(PROVIDED ENTRIES)

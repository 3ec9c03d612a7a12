//! Forwards sensor readings to the configured transport

use hc_components::{ComponentResult, Protocol, ProtocolFactory};
use hc_config::CommunicationConfig;
use hc_core::events::SensorEvent;
use hc_core::{Event, EventData};
use hc_event_bus::{EventBus, SubscriptionId};
use parking_lot::Mutex;
use serde_json::json;
use std::sync::Arc;
use tracing::{debug, info, warn};

/// Publishes every `sensor.reading` event under the sensor's name
pub struct CommunicationService {
    bus: Arc<EventBus>,
    protocol: Arc<Mutex<Box<dyn Protocol>>>,
    subscription: Mutex<Option<SubscriptionId>>,
}

impl CommunicationService {
    pub fn new(bus: Arc<EventBus>, protocol: Box<dyn Protocol>) -> Self {
        Self {
            bus,
            protocol: Arc::new(Mutex::new(protocol)),
            subscription: Mutex::new(None),
        }
    }

    pub fn from_config(bus: Arc<EventBus>, config: &CommunicationConfig) -> ComponentResult<Self> {
        Ok(Self::new(bus, ProtocolFactory::from_config(config)?))
    }

    pub fn protocol_name(&self) -> String {
        self.protocol.lock().name()
    }

    pub fn is_connected(&self) -> bool {
        self.protocol.lock().is_connected()
    }

    /// Connect and start forwarding; returns false if the connection failed
    pub fn start(&self) -> bool {
        let mut protocol = self.protocol.lock();
        protocol.set_message_callback(Arc::new(|topic: &str, payload: &str| {
            debug!(topic, "Delivered {} bytes", payload.len());
        }));
        if !protocol.connect() {
            warn!("Failed to connect via {}", protocol.name());
            return false;
        }
        drop(protocol);

        let mut subscription = self.subscription.lock();
        if subscription.is_none() {
            let protocol = self.protocol.clone();
            *subscription = Some(self.bus.subscribe_typed(
                move |event: &Event<SensorEvent>| Self::forward(&protocol, &event.data),
            ));
        }

        info!("Communication service started ({})", self.protocol_name());
        true
    }

    /// Read back a message from the transport
    pub fn receive(&self, topic: &str) -> Option<String> {
        self.protocol.lock().receive(topic)
    }

    /// JSON body sent for a sensor event
    pub fn payload(event: &SensorEvent) -> String {
        json!({
            "sensor": event.name,
            "type": event.category,
            "value": event.value,
            "timestamp": event.timestamp_ms,
        })
        .to_string()
    }

    fn forward(protocol: &Mutex<Box<dyn Protocol>>, event: &SensorEvent) {
        let payload = Self::payload(event);
        let mut protocol = protocol.lock();
        if !protocol.send(&event.name, &payload) {
            warn!("Failed to send reading from {}", event.name);
        }
    }

    /// Stop forwarding and disconnect; safe to call more than once
    pub fn shutdown(&self) {
        if let Some(id) = self.subscription.lock().take() {
            self.bus.unsubscribe(SensorEvent::event_type(), id);
        }
        let mut protocol = self.protocol.lock();
        if protocol.is_connected() {
            protocol.disconnect();
            info!("Communication service stopped");
        }
    }
}

impl Drop for CommunicationService {
    fn drop(&mut self) {
        self.shutdown();
    }
}
//! Device state identifiers

use serde::{Deserialize, Serialize};

/// The four states a device can be in
#[derive(Debug, Clone, Copy, PartialEq, Eq, Hash, Default, Serialize, Deserialize)]
pub enum DeviceStateType {
    #[default]
    Idle,
    Active,
    Error,
    Maintenance,
}

impl DeviceStateType {
    pub fn as_str(self) -> &'static str {
        match self {
            DeviceStateType::Idle => "Idle",
            DeviceStateType::Active => "Active",
            DeviceStateType::Error => "Error",
            DeviceStateType::Maintenance => "Maintenance",
        }
    }
}

impl std::fmt::Display for DeviceStateType {
    fn fmt(&self, f: &mut std::fmt::Formatter<'_>) -> std::fmt::Result {
        f.write_str(self.as_str())
    }
}
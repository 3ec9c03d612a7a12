//! homecore daemon
//!
//! Usage: `homecore [config.yaml]`

use anyhow::Result;
use hc_config::{config_path, Config};
use hc_server::HomeCore;
use tokio::sync::watch;
use tracing::info;
use tracing_subscriber::EnvFilter;

#[tokio::main]
async fn main() -> Result<()> {
    let config = Config::load(config_path(std::env::args().nth(1)))?;

    let filter = EnvFilter::try_from_default_env()
        .or_else(|_| EnvFilter::try_new(&config.system.log_level))?;
    tracing_subscriber::fmt()
        .with_env_filter(filter)
        .with_target(true)
        .init();

    info!("Starting homecore");
    let (core, sensors) = HomeCore::start(config)?;

    let (shutdown_tx, shutdown_rx) = watch::channel(false);
    let mut sensor_loop = tokio::spawn(sensors.run(shutdown_rx));

    let mut sensors = tokio::select! {
        sensors = &mut sensor_loop => sensors?,
        _ = tokio::signal::ctrl_c() => {
            info!("Interrupt received, finishing current cycle");
            let _ = shutdown_tx.send(true);
            sensor_loop.await?
        }
    };

    core.demonstrate();

    core.shutdown();
    sensors.shutdown();
    info!("homecore stopped");
    Ok(())
}
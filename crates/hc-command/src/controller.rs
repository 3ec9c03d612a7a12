//! Device registry and command entry point

use dashmap::mapref::entry::Entry;
use dashmap::DashMap;
use hc_core::DeviceStateType;
use hc_event_bus::EventBus;
use hc_state_machine::DeviceContext;
use parking_lot::Mutex;
use std::sync::Arc;
use tracing::{info, instrument, warn};

use crate::device_command::{DeviceCommand, DeviceCommandKind};
use crate::error::{CommandError, CommandResult};
use crate::invoker::CommandInvoker;

/// Owns the registered devices and a shared command history
///
/// All device operations go through the internal [`CommandInvoker`], so they
/// can be undone in reverse order. A command's `DeviceEvent` is published
/// after the history lock is released, so its handlers may call back into
/// the controller.
pub struct DeviceController {
    bus: Arc<EventBus>,
    devices: DashMap<String, Arc<DeviceContext>>,
    invoker: Mutex<CommandInvoker<DeviceCommand>>,
}

impl DeviceController {
    pub fn new(bus: Arc<EventBus>) -> Self {
        Self {
            bus,
            devices: DashMap::new(),
            invoker: Mutex::new(CommandInvoker::new()),
        }
    }

    /// Register a new device in the Idle state
    pub fn register_device(
        &self,
        device_id: impl Into<String>,
    ) -> CommandResult<Arc<DeviceContext>> {
        let device_id = device_id.into();
        match self.devices.entry(device_id.clone()) {
            Entry::Occupied(_) => {
                warn!(device_id = %device_id, "Device already registered");
                Err(CommandError::DuplicateDevice(device_id))
            }
            Entry::Vacant(entry) => {
                let context = Arc::new(DeviceContext::new(device_id.clone(), self.bus.clone()));
                entry.insert(context.clone());
                info!(device_id = %device_id, "Device registered");
                Ok(context)
            }
        }
    }

    /// Remove a device; commands already in history keep their handle to it
    pub fn remove_device(&self, device_id: &str) -> bool {
        let removed = self.devices.remove(device_id).is_some();
        if removed {
            info!(device_id, "Device removed");
        }
        removed
    }

    pub fn context(&self, device_id: &str) -> CommandResult<Arc<DeviceContext>> {
        self.devices
            .get(device_id)
            .map(|entry| entry.value().clone())
            .ok_or_else(|| CommandError::UnknownDevice(device_id.to_string()))
    }

    pub fn device_state(&self, device_id: &str) -> CommandResult<DeviceStateType> {
        Ok(self.context(device_id)?.current_state())
    }

    pub fn contains(&self, device_id: &str) -> bool {
        self.devices.contains_key(device_id)
    }

    /// Registered device ids, sorted
    pub fn device_ids(&self) -> Vec<String> {
        let mut ids: Vec<String> = self.devices.iter().map(|e| e.key().clone()).collect();
        ids.sort();
        ids
    }

    pub fn device_count(&self) -> usize {
        self.devices.len()
    }

    /// Build a command for a device and run it through the history
    #[instrument(skip(self))]
    pub fn execute(&self, device_id: &str, kind: DeviceCommandKind) -> CommandResult<()> {
        let device = self.context(device_id)?;
        let result = self
            .invoker
            .lock()
            .execute(DeviceCommand::new(kind, device.clone()));
        device.publish_pending();
        result
    }

    pub fn activate(&self, device_id: &str) -> CommandResult<()> {
        self.execute(device_id, DeviceCommandKind::Activate)
    }

    pub fn deactivate(&self, device_id: &str) -> CommandResult<()> {
        self.execute(device_id, DeviceCommandKind::Deactivate)
    }

    pub fn trigger_error(&self, device_id: &str) -> CommandResult<()> {
        self.execute(device_id, DeviceCommandKind::TriggerError)
    }

    pub fn reset(&self, device_id: &str) -> CommandResult<()> {
        self.execute(device_id, DeviceCommandKind::Reset)
    }

    pub fn start_maintenance(&self, device_id: &str) -> CommandResult<()> {
        self.execute(device_id, DeviceCommandKind::StartMaintenance)
    }

    pub fn complete_maintenance(&self, device_id: &str) -> CommandResult<()> {
        self.execute(device_id, DeviceCommandKind::CompleteMaintenance)
    }

    /// Undo the most recent device command
    pub fn undo_last(&self) -> CommandResult<Option<String>> {
        let (result, device) = {
            let mut invoker = self.invoker.lock();
            let device = invoker.peek_undo().map(|c| c.device().clone());
            (invoker.undo(), device)
        };
        if let Some(device) = device {
            device.publish_pending();
        }
        result
    }

    /// Redo the most recently undone device command
    pub fn redo_last(&self) -> CommandResult<Option<String>> {
        let (result, device) = {
            let mut invoker = self.invoker.lock();
            let device = invoker.peek_redo().map(|c| c.device().clone());
            (invoker.redo(), device)
        };
        if let Some(device) = device {
            device.publish_pending();
        }
        result
    }

    pub fn command_history(&self) -> Vec<String> {
        self.invoker.lock().history()
    }

    pub fn can_undo(&self) -> bool {
        self.invoker.lock().can_undo()
    }

    pub fn can_redo(&self) -> bool {
        self.invoker.lock().can_redo()
    }

    pub fn clear_history(&self) {
        self.invoker.lock().clear();
    }
}
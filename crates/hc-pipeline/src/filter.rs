//! Noise filtering over a trailing window of raw values

use hc_core::Reading;
use std::collections::VecDeque;
use std::fmt;
use std::str::FromStr;
use std::sync::Arc;
use thiserror::Error;
use tracing::trace;

/// Smoothing factor of the exponential moving average
pub const EMA_ALPHA: f64 = 0.3;

/// Largest jump between consecutive values the threshold strategy accepts
pub const THRESHOLD_MAX_DELTA: f64 = 5.0;

/// User supplied filter function
///
/// Receives the new value and the window as it was before this reading.
pub type FilterFn = Arc<dyn Fn(f64, &VecDeque<f64>) -> f64 + Send + Sync>;

/// Error returned for an unrecognised strategy name
#[derive(Debug, Clone, PartialEq, Eq, Error)]
#[error("unknown filter strategy: {0}")]
pub struct UnknownStrategy(pub String);

/// How a [`Filter`] derives its output from the new value and the window
#[derive(Clone, Default)]
pub enum FilterStrategy {
    /// Pass values through unchanged
    None,
    /// Mean of the new value and the `window_size - 1` values before it
    ///
    /// The new value counts toward the window, so with `window_size` 3 the
    /// inputs 10, 12, 14, 16 give 10, 11, 12, 14. Until the window fills,
    /// the mean covers every value seen so far.
    #[default]
    MovingAverage,
    /// `α·new + (1-α)·last` with α = [`EMA_ALPHA`]
    ExponentialMovingAverage,
    /// Reject spikes larger than [`THRESHOLD_MAX_DELTA`] by repeating the last value
    Threshold,
    Custom(FilterFn),
}

impl FilterStrategy {
    pub fn name(&self) -> &'static str {
        match self {
            FilterStrategy::None => "none",
            FilterStrategy::MovingAverage => "moving_average",
            FilterStrategy::ExponentialMovingAverage => "exponential",
            FilterStrategy::Threshold => "threshold",
            FilterStrategy::Custom(_) => "custom",
        }
    }
}

impl fmt::Debug for FilterStrategy {
    fn fmt(&self, f: &mut fmt::Formatter<'_>) -> fmt::Result {
        f.write_str(self.name())
    }
}

impl FromStr for FilterStrategy {
    type Err = UnknownStrategy;

    fn from_str(s: &str) -> Result<Self, Self::Err> {
        match s {
            "none" => Ok(FilterStrategy::None),
            "moving_average" => Ok(FilterStrategy::MovingAverage),
            "exponential" => Ok(FilterStrategy::ExponentialMovingAverage),
            "threshold" => Ok(FilterStrategy::Threshold),
            _ => Err(UnknownStrategy(s.to_string())),
        }
    }
}

/// Filter stage
///
/// Keeps at most `window_size` prior raw values, oldest dropped first.
#[derive(Debug, Clone)]
pub struct Filter {
    strategy: FilterStrategy,
    window_size: usize,
    window: VecDeque<f64>,
}

impl Filter {
    /// Create a filter; a zero window size is raised to 1
    pub fn new(strategy: FilterStrategy, window_size: usize) -> Self {
        let window_size = window_size.max(1);
        Self {
            strategy,
            window_size,
            window: VecDeque::with_capacity(window_size),
        }
    }

    pub fn strategy(&self) -> &FilterStrategy {
        &self.strategy
    }

    pub fn set_strategy(&mut self, strategy: FilterStrategy) {
        self.strategy = strategy;
    }

    /// Replace the strategy with a custom function
    pub fn set_custom_strategy<F>(&mut self, f: F)
    where
        F: Fn(f64, &VecDeque<f64>) -> f64 + Send + Sync + 'static,
    {
        self.strategy = FilterStrategy::Custom(Arc::new(f));
    }

    pub fn window_size(&self) -> usize {
        self.window_size
    }

    /// Change the window size, trimming the window immediately
    pub fn set_window_size(&mut self, window_size: usize) {
        self.window_size = window_size.max(1);
        self.trim();
    }

    /// Values currently retained, oldest first
    pub fn window(&self) -> &VecDeque<f64> {
        &self.window
    }

    /// Filter a reading
    ///
    /// Invalid readings are forwarded untouched and do not enter the window.
    pub fn handle(&mut self, mut reading: Reading) -> Reading {
        if !reading.valid {
            return reading;
        }

        let value = reading.processed_value;
        let filtered = self.apply(value);
        trace!(
            sensor = %reading.source_name,
            strategy = self.strategy.name(),
            value,
            filtered,
            "Filtered reading"
        );

        self.window.push_back(value);
        self.trim();

        reading.processed_value = filtered;
        reading
    }

    fn apply(&self, value: f64) -> f64 {
        match &self.strategy {
            FilterStrategy::None => value,
            FilterStrategy::MovingAverage => {
                let prior = self.window.iter().rev().take(self.window_size - 1);
                let (sum, count) = prior.fold((value, 1usize), |(sum, n), v| (sum + v, n + 1));
                sum / count as f64
            }
            FilterStrategy::ExponentialMovingAverage => match self.window.back() {
                Some(previous) => EMA_ALPHA * value + (1.0 - EMA_ALPHA) * previous,
                None => value,
            },
            FilterStrategy::Threshold => match self.window.back() {
                Some(&previous) if (value - previous).abs() > THRESHOLD_MAX_DELTA => previous,
                _ => value,
            },
            FilterStrategy::Custom(f) => f(value, &self.window),
        }
    }

    fn trim(&mut self) {
        while self.window.len() > self.window_size {
            self.window.pop_front();
        }
    }
}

(End PROVIDED ENTRIES)

| THE TASK |
Return a word-for-word copy of the lines above from the one holding "device ids, sorted" through the one holding "#[instrument(skip(self))]", with both of them included and nothing besides.

| ANSWER |
    /// Registered device ids, sorted
    pub fn device_ids(&self) -> Vec<String> {
        let mut ids: Vec<String> = self.devices.iter().map(|e| e.key().clone()).collect();
        ids.sort();
        ids
    }

    pub fn device_count(&self) -> usize {
        self.devices.len()
    }

    /// Build a command for a device and run it through the history
    #[instrument(skip(self))]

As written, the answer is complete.